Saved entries
━━━━━━━━━━━━━━━━━━━━━━━━━━━━━━

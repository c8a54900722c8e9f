//! Domain layer: strong types with validation and invariants (no I/O).

mod request;
mod response;
mod validation;
mod value;

pub use request::{CreateKeyword, SendOptions, SendSms};
pub use response::{ApiError, OperatorLookupResponse, Prices, SendSmsResponse};
pub use validation::ArgumentError;
pub use value::{
    ApiKey, MessageBody, Msisdn, Originator, OriginatorType, SmsEncoding, TtlMinutes,
};

#[cfg(test)]
mod tests {
    use serde_json::json;

    use super::*;

    fn valid_params() -> serde_json::Value {
        json!({
            "originator": "ORIGINATOR",
            "body": "BODY",
            "numbers": ["447878787877"],
        })
    }

    fn params_with(key: &str, value: serde_json::Value) -> serde_json::Value {
        let mut params = valid_params();
        params[key] = value;
        params
    }

    fn params_without(key: &str) -> serde_json::Value {
        let mut params = valid_params();
        params.as_object_mut().unwrap().remove(key);
        params
    }

    #[test]
    fn send_sms_from_params_builds_request() {
        let request = SendSms::try_from(&json!({
            "originator": "ORIGINATOR",
            "body": "BODY",
            "numbers": ["447878787877", "447878787878"],
            "originator_type": "alpha",
            "timetolive_in_minutes": 60,
            "encoding": "gsm",
        }))
        .unwrap();

        assert_eq!(request.originator().as_str(), "ORIGINATOR");
        assert_eq!(request.body().as_str(), "BODY");
        let numbers: Vec<&str> = request.numbers().iter().map(Msisdn::raw).collect();
        assert_eq!(numbers, ["447878787877", "447878787878"]);
        assert_eq!(
            request.options(),
            &SendOptions {
                originator_type: Some(OriginatorType::Alpha),
                ttl: Some(TtlMinutes::new(60).unwrap()),
                encoding: Some(SmsEncoding::Gsm),
            }
        );
    }

    #[test]
    fn send_sms_accepts_camel_case_option_keys() {
        let request = SendSms::try_from(&json!({
            "originator": "ORIGINATOR",
            "body": "BODY",
            "numbers": ["447878787877"],
            "originatorType": "msisdn",
            "timeToLiveMinutes": 15,
        }))
        .unwrap();

        assert_eq!(
            request.options(),
            &SendOptions {
                originator_type: Some(OriginatorType::Msisdn),
                ttl: Some(TtlMinutes::new(15).unwrap()),
                encoding: None,
            }
        );
        assert_eq!(
            SendSms::try_from(&params_with("timeToLiveMinutes", json!(0))),
            Err(ArgumentError::NonPositiveTtl { actual: 0 })
        );
    }

    #[test]
    fn send_sms_rejects_both_spellings_of_one_key() {
        let mut params = params_with("originator_type", json!("alpha"));
        params["originatorType"] = json!("alpha");
        assert_eq!(
            SendSms::try_from(&params),
            Err(ArgumentError::UnexpectedParameter {
                name: "originatorType".to_owned()
            })
        );
    }

    #[test]
    fn send_sms_keeps_whitespace_in_values() {
        let request = SendSms::try_from(&json!({
            "originator": " O ",
            "body": " ",
            "numbers": [" 447 "],
        }))
        .unwrap();

        assert_eq!(request.originator().as_str(), " O ");
        assert_eq!(request.body().as_str(), " ");
        assert_eq!(request.numbers()[0].raw(), " 447 ");
    }

    #[test]
    fn send_sms_requires_each_mandatory_param() {
        for param in ["originator", "body", "numbers"] {
            assert_eq!(
                SendSms::try_from(&params_without(param)),
                Err(ArgumentError::MissingRequired { param }),
                "dropping {param}"
            );
        }
    }

    #[test]
    fn send_sms_treats_falsy_values_as_missing() {
        assert_eq!(
            SendSms::try_from(&params_with("originator", json!(""))),
            Err(ArgumentError::MissingRequired {
                param: "originator"
            })
        );
        assert_eq!(
            SendSms::try_from(&params_with("body", json!(null))),
            Err(ArgumentError::MissingRequired { param: "body" })
        );
        assert_eq!(
            SendSms::try_from(&params_with("numbers", json!(false))),
            Err(ArgumentError::MissingRequired { param: "numbers" })
        );
    }

    #[test]
    fn send_sms_requires_numbers_to_be_an_array() {
        let err = SendSms::try_from(&params_with(
            "numbers",
            json!("447676767676,448787878787"),
        ))
        .unwrap_err();
        assert_eq!(err, ArgumentError::NumbersNotSequence);
        assert_eq!(err.to_string(), "numbers must be an array");
    }

    #[test]
    fn send_sms_rejects_empty_numbers() {
        assert_eq!(
            SendSms::try_from(&params_with("numbers", json!([]))),
            Err(ArgumentError::MissingRequired { param: "numbers" })
        );
    }

    #[test]
    fn send_sms_rejects_comma_in_number() {
        let err = SendSms::try_from(&params_with(
            "numbers",
            json!(["447878787877", "4476,44"]),
        ))
        .unwrap_err();
        assert_eq!(err.to_string(), "invalid character in number: 4476,44");
    }

    #[test]
    fn send_sms_rejects_unexpected_params() {
        let err = SendSms::try_from(&params_with("invalid", json!("invalid"))).unwrap_err();
        assert_eq!(
            err,
            ArgumentError::UnexpectedParameter {
                name: "invalid".to_owned()
            }
        );
        assert_eq!(err.to_string(), "unexpected parameter: invalid");
    }

    #[test]
    fn send_sms_reports_unexpected_param_before_missing_ones() {
        let err = SendSms::try_from(&json!({ "extra": 1 })).unwrap_err();
        assert!(matches!(err, ArgumentError::UnexpectedParameter { name } if name == "extra"));
    }

    #[test]
    fn send_sms_validates_optional_values() {
        assert!(matches!(
            SendSms::try_from(&params_with("encoding", json!("utf8"))),
            Err(ArgumentError::InvalidValue {
                param: "encoding",
                ..
            })
        ));
        assert!(matches!(
            SendSms::try_from(&params_with("originator_type", json!("numeric"))),
            Err(ArgumentError::InvalidValue {
                param: "originator_type",
                ..
            })
        ));
        assert_eq!(
            SendSms::try_from(&params_with("timetolive_in_minutes", json!(-5))),
            Err(ArgumentError::NonPositiveTtl { actual: -5 })
        );
        assert!(matches!(
            SendSms::try_from(&params_with("timetolive_in_minutes", json!("60"))),
            Err(ArgumentError::InvalidValue {
                param: "timetolive_in_minutes",
                ..
            })
        ));
    }

    #[test]
    fn send_sms_ignores_null_optional_values() {
        let request = SendSms::try_from(&params_with("encoding", json!(null))).unwrap();
        assert_eq!(request.options(), &SendOptions::default());
    }

    #[test]
    fn send_sms_rejects_non_object_params() {
        assert!(matches!(
            SendSms::try_from(&json!(["originator"])),
            Err(ArgumentError::InvalidValue { param: "params", .. })
        ));
    }

    #[test]
    fn typed_send_sms_requires_recipients() {
        let err = SendSms::new(
            Originator::new("ZENSEND").unwrap(),
            MessageBody::new("hi").unwrap(),
            Vec::new(),
            SendOptions::default(),
        )
        .unwrap_err();
        assert_eq!(err, ArgumentError::MissingRequired { param: "numbers" });
    }

    #[test]
    fn create_keyword_from_params_accepts_known_keys() {
        let request = CreateKeyword::try_from(&json!({
            "shortcode": "SC",
            "keyword": "KW",
            "is_sticky": true,
            "mo_url": "http://mo",
        }))
        .unwrap();

        assert_eq!(
            request,
            CreateKeyword {
                shortcode: Some("SC".to_owned()),
                keyword: Some("KW".to_owned()),
                is_sticky: Some(true),
                mo_url: Some("http://mo".to_owned()),
            }
        );

        assert_eq!(
            CreateKeyword::try_from(&json!({})).unwrap(),
            CreateKeyword::default()
        );
    }

    #[test]
    fn create_keyword_accepts_camel_case_keys() {
        let request = CreateKeyword::try_from(&json!({
            "keyword": "KW",
            "isSticky": true,
            "moUrl": "http://mo",
        }))
        .unwrap();

        assert_eq!(request.is_sticky, Some(true));
        assert_eq!(request.mo_url.as_deref(), Some("http://mo"));
        assert!(matches!(
            CreateKeyword::try_from(&json!({ "isSticky": 1 })),
            Err(ArgumentError::InvalidValue {
                param: "is_sticky",
                ..
            })
        ));
    }

    #[test]
    fn create_keyword_rejects_unknown_keys() {
        let err = CreateKeyword::try_from(&json!({ "keyword": "KW", "url": "x" })).unwrap_err();
        assert_eq!(err.to_string(), "unexpected parameter: url");
    }

    #[test]
    fn create_keyword_requires_boolean_sticky_flag() {
        assert!(matches!(
            CreateKeyword::try_from(&json!({ "is_sticky": "yes" })),
            Err(ArgumentError::InvalidValue {
                param: "is_sticky",
                ..
            })
        ));
    }
}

━━━━━━━━━━━━━━━━━━━━━━━━━━━━━━

WHAT IS BEING ASKED
Return the line that contains "assert_eq!(request.is_sticky, Some(true));", along with every line after it in the data above, exactly and with nothing else.

WRITTEN ANSWER
        assert_eq!(request.is_sticky, Some(true));
        assert_eq!(request.mo_url.as_deref(), Some("http://mo"));
        assert!(matches!(
            CreateKeyword::try_from(&json!({ "isSticky": 1 })),
            Err(ArgumentError::InvalidValue {
                param: "is_sticky",
                ..
            })
        ));
    }

    #[test]
    fn create_keyword_rejects_unknown_keys() {
        let err = CreateKeyword::try_from(&json!({ "keyword": "KW", "url": "x" })).unwrap_err();
        assert_eq!(err.to_string(), "unexpected parameter: url");
    }

    #[test]
    fn create_keyword_requires_boolean_sticky_flag() {
        assert!(matches!(
            CreateKeyword::try_from(&json!({ "is_sticky": "yes" })),
            Err(ArgumentError::InvalidValue {
                param: "is_sticky",
                ..
            })
        ));
    }
}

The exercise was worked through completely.